The data »

______________________________

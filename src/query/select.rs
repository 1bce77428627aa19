//! Read-query shapes: ordering, cursor/offset pagination, projections
//! and the SELECT builder.

use super::{Filter, QueryBuilder, SqlQuery, Value};
use crate::errors::{DalError, Result};
use crate::schema::EntityDef;
use serde::{Deserialize, Serialize};

#[derive(Debug, Clone, Copy, PartialEq, Eq, Serialize, Deserialize)]
#[serde(rename_all = "snake_case")]
pub enum SortDir {
    Asc,
    Desc,
}

#[derive(Debug, Clone, Copy, PartialEq, Eq, Serialize, Deserialize)]
#[serde(rename_all = "snake_case")]
pub enum NullsOrder {
    /// Engine default placement
    Default,
    First,
    Last,
}

/// One ORDER BY term
#[derive(Debug, Clone, PartialEq, Serialize, Deserialize)]
pub struct OrderSpec {
    pub field: String,
    pub dir: SortDir,
    pub nulls: NullsOrder,
}

impl OrderSpec {
    pub fn asc(field: impl Into<String>) -> Self {
        Self {
            field: field.into(),
            dir: SortDir::Asc,
            nulls: NullsOrder::Default,
        }
    }

    pub fn desc(field: impl Into<String>) -> Self {
        Self {
            field: field.into(),
            dir: SortDir::Desc,
            nulls: NullsOrder::Default,
        }
    }

    pub fn nulls_first(mut self) -> Self {
        self.nulls = NullsOrder::First;
        self
    }

    pub fn nulls_last(mut self) -> Self {
        self.nulls = NullsOrder::Last;
        self
    }
}

/// Cursor position for keyset pagination. The cursor field must lead the
/// ordering; the cursor row itself is included (combine with `skip` to
/// start after it).
#[derive(Debug, Clone, PartialEq, Serialize, Deserialize)]
pub struct Cursor {
    pub field: String,
    pub value: Value,
}

impl Cursor {
    pub fn new(field: impl Into<String>, value: impl Into<Value>) -> Self {
        Self {
            field: field.into(),
            value: value.into(),
        }
    }
}

/// Select/omit projection over an entity's scalar fields
#[derive(Debug, Clone, Default, PartialEq, Serialize, Deserialize)]
#[serde(rename_all = "snake_case")]
pub enum Projection {
    #[default]
    All,
    Select(Vec<String>),
    Omit(Vec<String>),
}

impl Projection {
    pub fn select(fields: impl IntoIterator<Item = impl Into<String>>) -> Self {
        Projection::Select(fields.into_iter().map(Into::into).collect())
    }

    pub fn omit(fields: impl IntoIterator<Item = impl Into<String>>) -> Self {
        Projection::Omit(fields.into_iter().map(Into::into).collect())
    }

    /// Resolve to concrete output fields, in declaration order
    pub fn output_fields(&self, entity: &EntityDef) -> Result<Vec<&'static str>> {
        match self {
            Projection::All => Ok(entity.scalar_names()),
            Projection::Select(fields) => {
                for f in fields {
                    entity.require_field(f)?;
                }
                if fields.is_empty() {
                    return Err(DalError::validation("select projection cannot be empty"));
                }
                Ok(entity
                    .scalar_names()
                    .into_iter()
                    .filter(|n| fields.iter().any(|f| f == n))
                    .collect())
            }
            Projection::Omit(fields) => {
                for f in fields {
                    entity.require_field(f)?;
                }
                let out: Vec<&'static str> = entity
                    .scalar_names()
                    .into_iter()
                    .filter(|n| !fields.iter().any(|f| f == n))
                    .collect();
                if out.is_empty() {
                    return Err(DalError::validation(
                        "omit projection removes every field",
                    ));
                }
                Ok(out)
            }
        }
    }
}

/// Arguments for find_first/find_many
#[derive(Debug, Clone, Default, PartialEq, Serialize, Deserialize)]
pub struct FindArgs {
    pub filter: Option<Filter>,
    pub order: Vec<OrderSpec>,
    pub cursor: Option<Cursor>,
    pub take: Option<u32>,
    pub skip: Option<u32>,
    pub distinct: Vec<String>,
}

impl FindArgs {
    pub fn new() -> Self {
        Self::default()
    }

    pub fn filter(mut self, filter: Filter) -> Self {
        self.filter = Some(filter);
        self
    }

    pub fn order_by(mut self, order: OrderSpec) -> Self {
        self.order.push(order);
        self
    }

    pub fn cursor(mut self, cursor: Cursor) -> Self {
        self.cursor = Some(cursor);
        self
    }

    pub fn take(mut self, take: u32) -> Self {
        self.take = Some(take);
        self
    }

    pub fn skip(mut self, skip: u32) -> Self {
        self.skip = Some(skip);
        self
    }

    pub fn distinct(mut self, fields: impl IntoIterator<Item = impl Into<String>>) -> Self {
        self.distinct = fields.into_iter().map(Into::into).collect();
        self
    }
}

impl<'a> QueryBuilder<'a> {
    /// Build a SELECT for the given output columns and find arguments
    pub fn select(&self, columns: &[&str], args: &FindArgs) -> Result<SqlQuery> {
        let entity = self.entity();

        for col in columns {
            entity.require_field(col)?;
        }
        if columns.is_empty() {
            return Err(DalError::validation("select requires at least one column"));
        }

        let distinct = !args.distinct.is_empty();
        if distinct {
            for f in &args.distinct {
                entity.require_field(f)?;
            }
            for col in columns {
                if !args.distinct.iter().any(|d| d == col) {
                    return Err(DalError::validation_field(
                        format!(
                            "distinct requires the projection to be a subset of the distinct fields; {} is not listed",
                            col
                        ),
                        *col,
                    ));
                }
            }
        }

        let col_list: Vec<String> = columns.iter().map(|c| self.quoted(c)).collect();
        let mut sql = format!(
            "SELECT {}{} FROM \"{}\"",
            if distinct { "DISTINCT " } else { "" },
            col_list.join(", "),
            entity.table
        );
        let mut params: Vec<Value> = Vec::new();

        self.render_where(args, &mut sql, &mut params)?;
        self.render_order(&args.order, &mut sql)?;
        render_page(args.take, args.skip, &mut sql, &mut params);

        Ok(SqlQuery { sql, params })
    }

    /// Build `SELECT COUNT(*)` with an optional filter
    pub fn count(&self, filter: Option<&Filter>) -> Result<SqlQuery> {
        let mut sql = format!("SELECT COUNT(*) AS \"_count\" FROM \"{}\"", self.entity().table);
        let mut params = Vec::new();
        if let Some(f) = filter {
            sql.push_str(" WHERE ");
            self.render_filter(f, &mut sql, &mut params)?;
        }
        Ok(SqlQuery { sql, params })
    }

    fn render_where(
        &self,
        args: &FindArgs,
        sql: &mut String,
        params: &mut Vec<Value>,
    ) -> Result<()> {
        let cursor_cond = match &args.cursor {
            Some(cursor) => {
                let field = self.entity().require_field(&cursor.field)?;
                let leading = args.order.first().ok_or_else(|| {
                    DalError::validation("cursor pagination requires an order_by")
                })?;
                if leading.field != cursor.field {
                    return Err(DalError::validation_field(
                        format!(
                            "cursor field {} must lead the ordering (found {})",
                            cursor.field, leading.field
                        ),
                        cursor.field.clone(),
                    ));
                }
                if !cursor.value.fits(field.ty) {
                    return Err(DalError::validation_field(
                        format!("cursor value does not fit field {}", cursor.field),
                        cursor.field.clone(),
                    ));
                }
                let op = match leading.dir {
                    SortDir::Asc => ">=",
                    SortDir::Desc => "<=",
                };
                Some((format!("{} {} ?", self.quoted(&cursor.field), op), cursor.value.clone()))
            }
            None => None,
        };

        match (&args.filter, cursor_cond) {
            (None, None) => {}
            (Some(f), None) => {
                sql.push_str(" WHERE ");
                self.render_filter(f, sql, params)?;
            }
            (None, Some((cond, value))) => {
                sql.push_str(" WHERE ");
                sql.push_str(&cond);
                params.push(value);
            }
            (Some(f), Some((cond, value))) => {
                sql.push_str(" WHERE ");
                self.render_filter(f, sql, params)?;
                sql.push_str(" AND ");
                sql.push_str(&cond);
                params.push(value);
            }
        }
        Ok(())
    }

    pub(crate) fn render_order(&self, order: &[OrderSpec], sql: &mut String) -> Result<()> {
        if order.is_empty() {
            return Ok(());
        }
        let mut terms = Vec::with_capacity(order.len());
        for spec in order {
            self.entity().require_field(&spec.field)?;
            let mut term = format!(
                "{} {}",
                self.quoted(&spec.field),
                match spec.dir {
                    SortDir::Asc => "ASC",
                    SortDir::Desc => "DESC",
                }
            );
            match spec.nulls {
                NullsOrder::Default => {}
                NullsOrder::First => term.push_str(" NULLS FIRST"),
                NullsOrder::Last => term.push_str(" NULLS LAST"),
            }
            terms.push(term);
        }
        sql.push_str(" ORDER BY ");
        sql.push_str(&terms.join(", "));
        Ok(())
    }
}

/// Append LIMIT/OFFSET. OFFSET without LIMIT uses `LIMIT -1`, which the
/// engine treats as unbounded.
pub(crate) fn render_page(
    take: Option<u32>,
    skip: Option<u32>,
    sql: &mut String,
    params: &mut Vec<Value>,
) {
    match (take, skip) {
        (None, None) => {}
        (Some(t), None) => {
            sql.push_str(" LIMIT ?");
            params.push(Value::Int(t as i64));
        }
        (take, Some(s)) => {
            sql.push_str(" LIMIT ? OFFSET ?");
            params.push(Value::Int(take.map(|t| t as i64).unwrap_or(-1)));
            params.push(Value::Int(s as i64));
        }
    }
}

#[cfg(test)]
mod tests {
    use super::*;
    use crate::schema::registry;

    fn builder(name: &str) -> QueryBuilder<'static> {
        QueryBuilder::new(registry().entity(name).unwrap())
    }

    #[test]
    fn test_basic_select() {
        let qb = builder("client");
        let q = qb
            .select(
                &["id", "email"],
                &FindArgs::new()
                    .filter(Filter::eq("first_name", "Ada"))
                    .order_by(OrderSpec::desc("created_at"))
                    .take(10)
                    .skip(5),
            )
            .unwrap();
        assert_eq!(
            q.sql,
            "SELECT \"id\", \"email\" FROM \"clients\" WHERE \"first_name\" = ? ORDER BY \"created_at\" DESC LIMIT ? OFFSET ?"
        );
        assert_eq!(q.params.len(), 3);
    }

    #[test]
    fn test_nulls_placement() {
        let qb = builder("client");
        let q = qb
            .select(
                &["id"],
                &FindArgs::new().order_by(OrderSpec::asc("phone").nulls_last()),
            )
            .unwrap();
        assert!(q.sql.ends_with("ORDER BY \"phone\" ASC NULLS LAST"));
    }

    #[test]
    fn test_cursor_requires_leading_order_field() {
        let qb = builder("client");
        let args = FindArgs::new()
            .order_by(OrderSpec::asc("created_at"))
            .cursor(Cursor::new("email", "a@example.com"));
        assert!(matches!(
            qb.select(&["id"], &args),
            Err(DalError::Validation { .. })
        ));

        let args = FindArgs::new()
            .order_by(OrderSpec::asc("email"))
            .cursor(Cursor::new("email", "a@example.com"));
        let q = qb.select(&["id"], &args).unwrap();
        assert!(q.sql.contains("WHERE \"email\" >= ?"));
    }

    #[test]
    fn test_cursor_without_order_rejected() {
        let qb = builder("client");
        let args = FindArgs::new().cursor(Cursor::new("email", "a@example.com"));
        assert!(qb.select(&["id"], &args).is_err());
    }

    #[test]
    fn test_distinct_projection_subset_rule() {
        let qb = builder("property");
        let args = FindArgs::new().distinct(["city"]);
        assert!(qb.select(&["city"], &args).is_ok());
        assert!(qb.select(&["id", "city"], &args).is_err());

        let q = qb.select(&["city"], &args).unwrap();
        assert!(q.sql.starts_with("SELECT DISTINCT \"city\""));
    }

    #[test]
    fn test_skip_without_take() {
        let qb = builder("client");
        let q = qb.select(&["id"], &FindArgs::new().skip(3)).unwrap();
        assert!(q.sql.ends_with("LIMIT ? OFFSET ?"));
        assert_eq!(q.params, vec![Value::Int(-1), Value::Int(3)]);
    }

    #[test]
    fn test_projection_resolution() {
        let entity = registry().entity("client").unwrap();
        let all = Projection::All.output_fields(entity).unwrap();
        assert_eq!(all.len(), entity.fields.len());

        let sel = Projection::select(["email", "id"]).output_fields(entity).unwrap();
        // declaration order, not request order
        assert_eq!(sel, vec!["id", "email"]);

        let omit = Projection::omit(["created_at", "updated_at"])
            .output_fields(entity)
            .unwrap();
        assert!(!omit.contains(&"created_at"));

        assert!(Projection::select(["bogus"]).output_fields(entity).is_err());
    }
}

______________________________

Every line from the line containing "repository 1bce77428627aa19" through the line containing "pub fn nulls_first(mut" in the records above must be retyped exactly. Leave out the rest.

repository 1bce77428627aa19
//! Read-query shapes: ordering, cursor/offset pagination, projections
//! and the SELECT builder.

use super::{Filter, QueryBuilder, SqlQuery, Value};
use crate::errors::{DalError, Result};
use crate::schema::EntityDef;
use serde::{Deserialize, Serialize};

#[derive(Debug, Clone, Copy, PartialEq, Eq, Serialize, Deserialize)]
#[serde(rename_all = "snake_case")]
pub enum SortDir {
    Asc,
    Desc,
}

#[derive(Debug, Clone, Copy, PartialEq, Eq, Serialize, Deserialize)]
#[serde(rename_all = "snake_case")]
pub enum NullsOrder {
    /// Engine default placement
    Default,
    First,
    Last,
}

/// One ORDER BY term
#[derive(Debug, Clone, PartialEq, Serialize, Deserialize)]
pub struct OrderSpec {
    pub field: String,
    pub dir: SortDir,
    pub nulls: NullsOrder,
}

impl OrderSpec {
    pub fn asc(field: impl Into<String>) -> Self {
        Self {
            field: field.into(),
            dir: SortDir::Asc,
            nulls: NullsOrder::Default,
        }
    }

    pub fn desc(field: impl Into<String>) -> Self {
        Self {
            field: field.into(),
            dir: SortDir::Desc,
            nulls: NullsOrder::Default,
        }
    }

    pub fn nulls_first(mut self) -> Self {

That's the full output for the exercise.